Mendelian randomization approach shows no causal effects of gestational age on epilepsy in offspring

Observational studies have suggested that gestational age was associated with the risk of epilepsy later in life. However, it remains unclear whether the association is of a causal nature. Two-sample Mendelian randomization (MR) was performed to assess the causal effect of fetal gestational age on epilepsy. Genome-wide association studies (GWAS) summary statistics of gestational duration, early preterm birth, preterm birth, and postterm birth were from the Early Growth Genetics (EGG) Consortium. GWAS summary-level data on epilepsy were obtained from the International League Against Epilepsy Consortium (ILAEC) and FinnGen Consortium. The inverse-variance weighted (IVW) was applied as the primary method to calculate estimates, which were further validated using other sensitivity analyses.

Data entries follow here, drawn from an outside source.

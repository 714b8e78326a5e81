//! Custom holiday definitions.

use chrono::NaiveDate;
use rust_decimal::Decimal;
use serde::{Deserialize, Serialize};

/// An organisation-defined one-off holiday with its own pay multipliers.
///
/// Custom holidays take precedence over weekly holidays and shift swaps when
/// classifying a day. When two entries share a date, the first one in list
/// order is the one that applies.
///
/// # Example
///
/// ```
/// use payroll_engine::models::CustomHoliday;
/// use chrono::NaiveDate;
/// use rust_decimal::Decimal;
///
/// let holiday = CustomHoliday {
///     date: NaiveDate::from_ymd_opt(2026, 4, 13).unwrap(),
///     name: "Songkran".to_string(),
///     workday_multiplier: Decimal::new(20, 1),
///     ot_multiplier: Decimal::new(30, 1),
/// };
/// assert!(holiday.falls_on(NaiveDate::from_ymd_opt(2026, 4, 13).unwrap()));
/// ```
#[derive(Debug, Clone, PartialEq, Eq, Serialize, Deserialize)]
pub struct CustomHoliday {
    /// The calendar date of the holiday.
    pub date: NaiveDate,
    /// Display name of the holiday.
    pub name: String,
    /// Pay rate for a regular workday spent working on this date.
    #[serde(default = "default_workday_multiplier")]
    pub workday_multiplier: Decimal,
    /// Overtime rate for overtime worked on this date.
    #[serde(default = "default_ot_multiplier")]
    pub ot_multiplier: Decimal,
}

fn default_workday_multiplier() -> Decimal {
    Decimal::new(20, 1)
}

fn default_ot_multiplier() -> Decimal {
    Decimal::new(30, 1)
}

impl CustomHoliday {
    /// Returns true if the holiday is on `date`.
    pub fn falls_on(&self, date: NaiveDate) -> bool {
        self.date == date
    }
}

There was not yet strong evidence of causal associations between gestational age and epilepsy of ILAEC (early preterm birth: odds ratio [OR]=1.01, 95% CI: 0.99–1.03, P = 0.441; preterm birth: OR=1.01, 95% CI: 0.96–1.07, P = 0.617; postterm birth: OR=0.96, 95% CI: 0.89–1.04, P = 0.357; gestational duration: OR=0.90, 95% CI: 0.75–1.07, P = 0.214). Similar results were obtained in the replication stage using epileptic samples from the FinnGen Consortium. Finally, a meta-analysis of the causal estimates from the ILAEC and FinnGen Consortium showed consistent results. No obvious pleiotropy was found throughout the MR study. The present study indicated that gestational age, either preterm birth or postterm birth, might not be causally associated with the risk of epilepsy. Further studies are warranted to evaluate the potential mechanisms underlying the epidemiological relationship between preterm birth and epilepsy.